What is needed: Write only how many lines of the listing below include the string "href".

Listed records:
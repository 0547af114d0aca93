use crate::env;
use gsearch_core::{
    error_chain, Error, Result, SearchProvider, SearchQuery, SearchResponse, SearchResult,
};
use html_scraper::{Html, Selector};
use percent_encoding::percent_decode_str;
use serde::Deserialize;
use std::sync::Arc;
use std::time::{Duration, Instant};

pub const GOOGLE_ENDPOINT: &str = "https://www.google.com/search";

/// Google serves its plain, JS-free result page to text browsers.
const GOOGLE_USER_AGENT: &str = "Lynx/2.8.9rel.1 libwww-FM/2.14";

/// Pre-answered consent so EU traffic doesn't land on the consent interstitial.
const GOOGLE_CONSENT_COOKIES: &str = "CONSENT=PENDING+987; SOCS=CAESHAgBEhIaAB";

const GOOGLE_TIMEOUT: Duration = Duration::from_secs(5);

const SEARXNG_TIMEOUT: Duration = Duration::from_secs(20);

#[derive(Debug, Clone)]
pub struct GoogleSearchProvider {
    client: reqwest::Client,
    endpoint: String,
    lang: String,
    region: Option<String>,
    safe: String,
    sleep_between_pages: Duration,
}

impl GoogleSearchProvider {
    pub fn new(client: reqwest::Client, endpoint: impl Into<String>) -> Self {
        Self {
            client,
            endpoint: endpoint.into(),
            lang: "en".to_string(),
            region: None,
            safe: "active".to_string(),
            sleep_between_pages: Duration::ZERO,
        }
    }

    pub fn from_env(client: reqwest::Client) -> Self {
        let endpoint = env("GSEARCH_GOOGLE_ENDPOINT").unwrap_or_else(|| GOOGLE_ENDPOINT.to_string());
        let mut p = Self::new(client, endpoint);
        if let Some(lang) = env("GSEARCH_GOOGLE_LANG") {
            p.lang = lang;
        }
        p.region = env("GSEARCH_GOOGLE_REGION");
        if let Some(safe) = env("GSEARCH_GOOGLE_SAFE") {
            p.safe = safe;
        }
        if let Some(ms) = env("GSEARCH_GOOGLE_SLEEP_MS").and_then(|s| s.parse::<u64>().ok()) {
            p.sleep_between_pages = Duration::from_millis(ms);
        }
        p
    }

    async fn fetch_page(
        &self,
        q: &SearchQuery,
        num: usize,
        start: usize,
    ) -> Result<String> {
        let mut req = self
            .client
            .get(&self.endpoint)
            .header(reqwest::header::USER_AGENT, GOOGLE_USER_AGENT)
            .header(reqwest::header::ACCEPT, "*/*")
            .header(reqwest::header::COOKIE, GOOGLE_CONSENT_COOKIES)
            .query(&[
                ("q", q.query.as_str()),
                ("num", &num.to_string()),
                ("hl", self.lang.as_str()),
                ("start", &start.to_string()),
                ("safe", &self.safe),
            ]);
        if let Some(gl) = self.region.as_deref() {
            req = req.query(&[("gl", gl)]);
        }

        let resp = req
            .timeout(GOOGLE_TIMEOUT)
            .send()
            .await
            .map_err(|e| Error::Search(error_chain(&e)))?;
        let status = resp.status();
        if !status.is_success() {
            return Err(Error::Search(format!("google search HTTP {status}")));
        }
        resp.text()
            .await
            .map_err(|e| Error::Search(error_chain(&e)))
    }
}

/// Decode a Google redirect href (`/url?q=<target>&sa=...`) into its target.
fn decode_google_href(href: &str) -> Option<String> {
    let head = href.split('&').next().unwrap_or("");
    let target = head.strip_prefix("/url?q=").unwrap_or(head);
    let decoded = percent_decode_str(target).decode_utf8_lossy().into_owned();
    let parsed = url::Url::parse(&decoded).ok()?;
    matches!(parsed.scheme(), "http" | "https").then_some(decoded)
}

/// Parse one Google result page into results, in page order.
pub fn parse_google_results(html: &str) -> Vec<SearchResult> {
    let doc = Html::parse_document(html);
    let (Ok(block_sel), Ok(link_sel), Ok(redirect_sel)) = (
        Selector::parse("div.ezO2md"),
        Selector::parse("a[href]"),
        Selector::parse(r#"a[href^="/url?q="]"#),
    ) else {
        return Vec::new();
    };

    let mut out = Vec::new();
    let mut blocks = doc.select(&block_sel).peekable();
    if blocks.peek().is_some() {
        for block in blocks {
            let Some(a) = block.select(&link_sel).next() else {
                continue;
            };
            let Some(url) = a.value().attr("href").and_then(decode_google_href) else {
                continue;
            };
            out.push(SearchResult { url });
        }
    } else {
        // Layout changed: fall back to any redirect anchor on the page.
        for a in doc.select(&redirect_sel) {
            let Some(url) = a.value().attr("href").and_then(decode_google_href) else {
                continue;
            };
            out.push(SearchResult { url });
        }
    }
    out
}

#[async_trait::async_trait]
impl SearchProvider for GoogleSearchProvider {
    fn name(&self) -> &'static str {
        "google"
    }

    async fn search(&self, q: &SearchQuery) -> Result<SearchResponse> {
        let t0 = Instant::now();
        let mut results: Vec<SearchResult> = Vec::new();
        let mut start = 0usize;
        let mut pages = 0u32;

        while results.len() < q.max_results {
            if pages > 0 && !self.sleep_between_pages.is_zero() {
                tokio::time::sleep(self.sleep_between_pages).await;
            }
            let remaining = q.max_results - results.len();
            let body = self.fetch_page(q, remaining + 2, start).await?;
            pages += 1;

            let page = parse_google_results(&body);
            if page.is_empty() {
                break;
            }
            start += page.len();
            results.extend(page.into_iter().take(remaining));
        }

        tracing::debug!(
            provider = "google",
            pages,
            results = results.len(),
            elapsed_ms = t0.elapsed().as_millis() as u64,
            "search finished"
        );

        Ok(SearchResponse { results })
    }
}

pub fn searxng_endpoints_from_env() -> Vec<String> {
    let mut out: Vec<String> = Vec::new();

    // Comma/whitespace-separated list of endpoints for simple load spreading.
    if let Some(v) = env("GSEARCH_SEARXNG_ENDPOINTS") {
        for raw in v.split(|c: char| c == ',' || c.is_whitespace()) {
            let s = raw.trim();
            if s.is_empty() {
                continue;
            }
            let s = s.to_string();
            if !out.contains(&s) {
                out.push(s);
            }
        }
    }

    if let Some(s) = env("GSEARCH_SEARXNG_ENDPOINT") {
        if !out.contains(&s) {
            out.push(s);
        }
    }

    out
}

#[derive(Debug, Clone)]
pub struct SearxngSearchProvider {
    client: reqwest::Client,
    endpoints: Vec<String>,
}

impl SearxngSearchProvider {
    pub fn new(client: reqwest::Client, endpoints: Vec<String>) -> Self {
        Self { client, endpoints }
    }

    /// Missing endpoints are reported per call, not at construction.
    pub fn from_env(client: reqwest::Client) -> Self {
        Self::new(client, searxng_endpoints_from_env())
    }

    fn endpoint_search_for(base_endpoint: &str) -> String {
        // Accept either a base URL (…/), or a full /search endpoint.
        let mut base = base_endpoint.trim().trim_end_matches('/').to_string();
        if !base.ends_with("/search") {
            base.push_str("/search");
        }
        base
    }

    fn stable_hash64(query: &SearchQuery) -> u64 {
        // FNV-1a; stable across runs unlike HashMap's RandomState.
        let mut h: u64 = 1469598103934665603;
        for b in query.query.as_bytes() {
            h ^= *b as u64;
            h = h.wrapping_mul(1099511628211);
        }
        h
    }

    fn pick_endpoint_index(&self, q: &SearchQuery) -> usize {
        if self.endpoints.is_empty() {
            return 0;
        }
        (Self::stable_hash64(q) as usize) % self.endpoints.len()
    }
}

#[derive(Debug, Deserialize)]
struct SearxngSearchResponse {
    results: Option<Vec<SearxngResult>>,
}

#[derive(Debug, Deserialize)]
struct SearxngResult {
    url: Option<String>,
}

#[async_trait::async_trait]
impl SearchProvider for SearxngSearchProvider {
    fn name(&self) -> &'static str {
        "searxng"
    }

    async fn search(&self, q: &SearchQuery) -> Result<SearchResponse> {
        let Some(base_endpoint) = self.endpoints.get(self.pick_endpoint_index(q)) else {
            return Err(Error::NotConfigured(
                "missing GSEARCH_SEARXNG_ENDPOINT (or GSEARCH_SEARXNG_ENDPOINTS)".to_string(),
            ));
        };
        let t0 = Instant::now();
        if q.max_results == 0 {
            return Ok(SearchResponse::default());
        }

        let resp = self
            .client
            .get(Self::endpoint_search_for(base_endpoint))
            .query(&[("q", q.query.as_str()), ("format", "json")])
            .timeout(SEARXNG_TIMEOUT)
            .send()
            .await
            .map_err(|e| Error::Search(error_chain(&e)))?;
        let status = resp.status();
        if !status.is_success() {
            return Err(Error::Search(format!("searxng search HTTP {status}")));
        }
        let parsed: SearxngSearchResponse = resp
            .json()
            .await
            .map_err(|e| Error::Search(error_chain(&e)))?;

        let results: Vec<SearchResult> = parsed
            .results
            .unwrap_or_default()
            .into_iter()
            .filter_map(|r| r.url.map(|url| SearchResult { url }))
            .take(q.max_results)
            .collect();

        tracing::debug!(
            provider = "searxng",
            results = results.len(),
            elapsed_ms = t0.elapsed().as_millis() as u64,
            "search finished"
        );

        Ok(SearchResponse { results })
    }
}

/// Provider selected by `GSEARCH_SEARCH_PROVIDER`: `google` (default) or `searxng`.
pub fn provider_name_from_env() -> &'static str {
    match env("GSEARCH_SEARCH_PROVIDER")
        .map(|s| s.to_ascii_lowercase())
        .as_deref()
    {
        None | Some("google") => "google",
        Some("searxng") => "searxng",
        Some(other) => {
            tracing::warn!(provider = other, "unknown GSEARCH_SEARCH_PROVIDER; using google");
            "google"
        }
    }
}

pub fn provider_from_env(client: reqwest::Client) -> Arc<dyn SearchProvider> {
    match provider_name_from_env() {
        "searxng" => Arc::new(SearxngSearchProvider::from_env(client)),
        _ => Arc::new(GoogleSearchProvider::from_env(client)),
    }
}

Answer to this exercise: 7